Task instructions: Line tally for the word "impl": count the lines below that contain it and reply with the number alone.

Stored data:
—————

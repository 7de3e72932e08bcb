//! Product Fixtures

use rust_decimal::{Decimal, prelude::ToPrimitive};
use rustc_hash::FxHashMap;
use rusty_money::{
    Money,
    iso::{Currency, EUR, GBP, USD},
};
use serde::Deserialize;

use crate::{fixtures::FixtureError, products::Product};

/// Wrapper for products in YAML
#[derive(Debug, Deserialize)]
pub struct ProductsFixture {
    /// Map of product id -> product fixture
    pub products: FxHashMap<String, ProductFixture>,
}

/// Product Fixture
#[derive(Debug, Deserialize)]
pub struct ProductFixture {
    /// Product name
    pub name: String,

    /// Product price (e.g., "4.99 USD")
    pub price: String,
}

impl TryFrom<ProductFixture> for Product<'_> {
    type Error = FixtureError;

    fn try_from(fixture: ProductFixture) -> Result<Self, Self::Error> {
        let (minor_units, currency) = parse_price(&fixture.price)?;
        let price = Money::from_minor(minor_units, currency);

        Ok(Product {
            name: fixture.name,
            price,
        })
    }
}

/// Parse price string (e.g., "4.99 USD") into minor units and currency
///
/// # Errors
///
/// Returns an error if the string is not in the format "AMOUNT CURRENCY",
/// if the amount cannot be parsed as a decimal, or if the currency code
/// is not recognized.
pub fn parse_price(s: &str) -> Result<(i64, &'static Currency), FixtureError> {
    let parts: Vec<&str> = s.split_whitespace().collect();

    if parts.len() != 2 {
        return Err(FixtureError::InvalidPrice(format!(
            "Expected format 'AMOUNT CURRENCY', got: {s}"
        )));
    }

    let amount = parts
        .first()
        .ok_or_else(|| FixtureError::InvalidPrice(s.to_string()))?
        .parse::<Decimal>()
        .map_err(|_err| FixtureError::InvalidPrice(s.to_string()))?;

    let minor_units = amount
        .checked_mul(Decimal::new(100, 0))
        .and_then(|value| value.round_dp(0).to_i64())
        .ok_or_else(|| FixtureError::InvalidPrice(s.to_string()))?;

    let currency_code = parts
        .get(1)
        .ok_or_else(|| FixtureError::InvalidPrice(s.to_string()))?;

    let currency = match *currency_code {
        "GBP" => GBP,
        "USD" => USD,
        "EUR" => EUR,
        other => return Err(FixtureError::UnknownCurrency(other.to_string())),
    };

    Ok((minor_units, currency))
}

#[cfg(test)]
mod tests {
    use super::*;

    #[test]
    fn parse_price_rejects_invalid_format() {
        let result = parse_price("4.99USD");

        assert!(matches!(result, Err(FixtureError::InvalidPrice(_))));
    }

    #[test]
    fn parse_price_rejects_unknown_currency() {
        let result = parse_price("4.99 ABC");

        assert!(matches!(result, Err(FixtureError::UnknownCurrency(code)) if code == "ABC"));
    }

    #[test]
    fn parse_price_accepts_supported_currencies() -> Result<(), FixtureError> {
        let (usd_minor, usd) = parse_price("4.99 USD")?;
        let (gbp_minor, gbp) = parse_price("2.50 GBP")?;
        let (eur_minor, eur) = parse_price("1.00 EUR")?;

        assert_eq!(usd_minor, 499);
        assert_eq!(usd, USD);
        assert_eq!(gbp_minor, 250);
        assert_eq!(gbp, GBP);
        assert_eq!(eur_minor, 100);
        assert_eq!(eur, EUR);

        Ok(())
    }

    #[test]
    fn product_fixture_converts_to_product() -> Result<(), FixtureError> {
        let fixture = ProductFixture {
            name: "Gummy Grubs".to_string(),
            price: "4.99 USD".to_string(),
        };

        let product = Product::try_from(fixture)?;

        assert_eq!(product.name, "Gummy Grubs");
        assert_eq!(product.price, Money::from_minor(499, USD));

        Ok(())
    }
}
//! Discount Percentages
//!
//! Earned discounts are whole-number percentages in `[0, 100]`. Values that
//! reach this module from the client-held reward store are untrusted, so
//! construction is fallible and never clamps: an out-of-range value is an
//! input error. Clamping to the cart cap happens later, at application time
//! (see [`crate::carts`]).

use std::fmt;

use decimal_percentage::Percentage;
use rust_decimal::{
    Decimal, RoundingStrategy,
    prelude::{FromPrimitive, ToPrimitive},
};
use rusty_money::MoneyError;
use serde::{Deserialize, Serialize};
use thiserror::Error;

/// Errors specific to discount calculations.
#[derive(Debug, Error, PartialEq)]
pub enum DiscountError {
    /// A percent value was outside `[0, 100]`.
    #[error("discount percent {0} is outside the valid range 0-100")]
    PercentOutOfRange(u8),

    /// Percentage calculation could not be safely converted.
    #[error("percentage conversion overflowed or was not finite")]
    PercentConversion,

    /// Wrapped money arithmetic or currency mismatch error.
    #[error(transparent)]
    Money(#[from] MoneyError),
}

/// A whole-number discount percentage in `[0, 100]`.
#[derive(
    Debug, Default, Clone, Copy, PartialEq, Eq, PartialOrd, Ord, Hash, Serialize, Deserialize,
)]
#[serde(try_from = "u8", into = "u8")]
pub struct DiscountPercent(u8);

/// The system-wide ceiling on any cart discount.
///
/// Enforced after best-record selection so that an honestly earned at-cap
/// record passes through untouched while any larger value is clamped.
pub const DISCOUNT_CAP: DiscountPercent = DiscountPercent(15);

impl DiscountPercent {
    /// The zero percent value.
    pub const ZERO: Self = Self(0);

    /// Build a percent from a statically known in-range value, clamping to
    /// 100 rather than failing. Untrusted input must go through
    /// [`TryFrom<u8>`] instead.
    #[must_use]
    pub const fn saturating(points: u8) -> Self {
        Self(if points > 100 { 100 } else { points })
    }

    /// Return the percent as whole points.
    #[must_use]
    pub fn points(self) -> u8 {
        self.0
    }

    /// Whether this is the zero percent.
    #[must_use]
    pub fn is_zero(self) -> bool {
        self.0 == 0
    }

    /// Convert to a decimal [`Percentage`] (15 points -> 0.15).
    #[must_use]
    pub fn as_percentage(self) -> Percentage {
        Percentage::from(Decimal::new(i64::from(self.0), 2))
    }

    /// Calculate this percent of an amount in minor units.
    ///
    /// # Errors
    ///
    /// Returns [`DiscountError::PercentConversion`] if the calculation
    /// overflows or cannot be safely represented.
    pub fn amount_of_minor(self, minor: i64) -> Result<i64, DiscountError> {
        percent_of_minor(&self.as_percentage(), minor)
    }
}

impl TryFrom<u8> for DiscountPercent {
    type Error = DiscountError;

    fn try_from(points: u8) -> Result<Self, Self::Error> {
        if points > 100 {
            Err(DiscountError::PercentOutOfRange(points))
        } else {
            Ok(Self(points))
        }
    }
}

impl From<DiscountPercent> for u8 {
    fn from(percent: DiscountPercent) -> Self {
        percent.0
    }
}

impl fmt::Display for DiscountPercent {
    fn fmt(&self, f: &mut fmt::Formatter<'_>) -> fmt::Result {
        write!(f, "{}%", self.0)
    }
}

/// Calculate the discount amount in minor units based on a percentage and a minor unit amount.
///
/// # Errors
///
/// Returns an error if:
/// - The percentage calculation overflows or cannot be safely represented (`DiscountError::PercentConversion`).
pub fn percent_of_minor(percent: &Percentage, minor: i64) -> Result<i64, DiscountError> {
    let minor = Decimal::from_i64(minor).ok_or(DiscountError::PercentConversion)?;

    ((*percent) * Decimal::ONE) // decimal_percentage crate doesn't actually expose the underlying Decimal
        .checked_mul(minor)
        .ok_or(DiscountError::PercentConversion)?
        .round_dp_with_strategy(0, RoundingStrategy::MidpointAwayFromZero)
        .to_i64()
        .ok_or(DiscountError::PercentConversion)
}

—————

Response: 5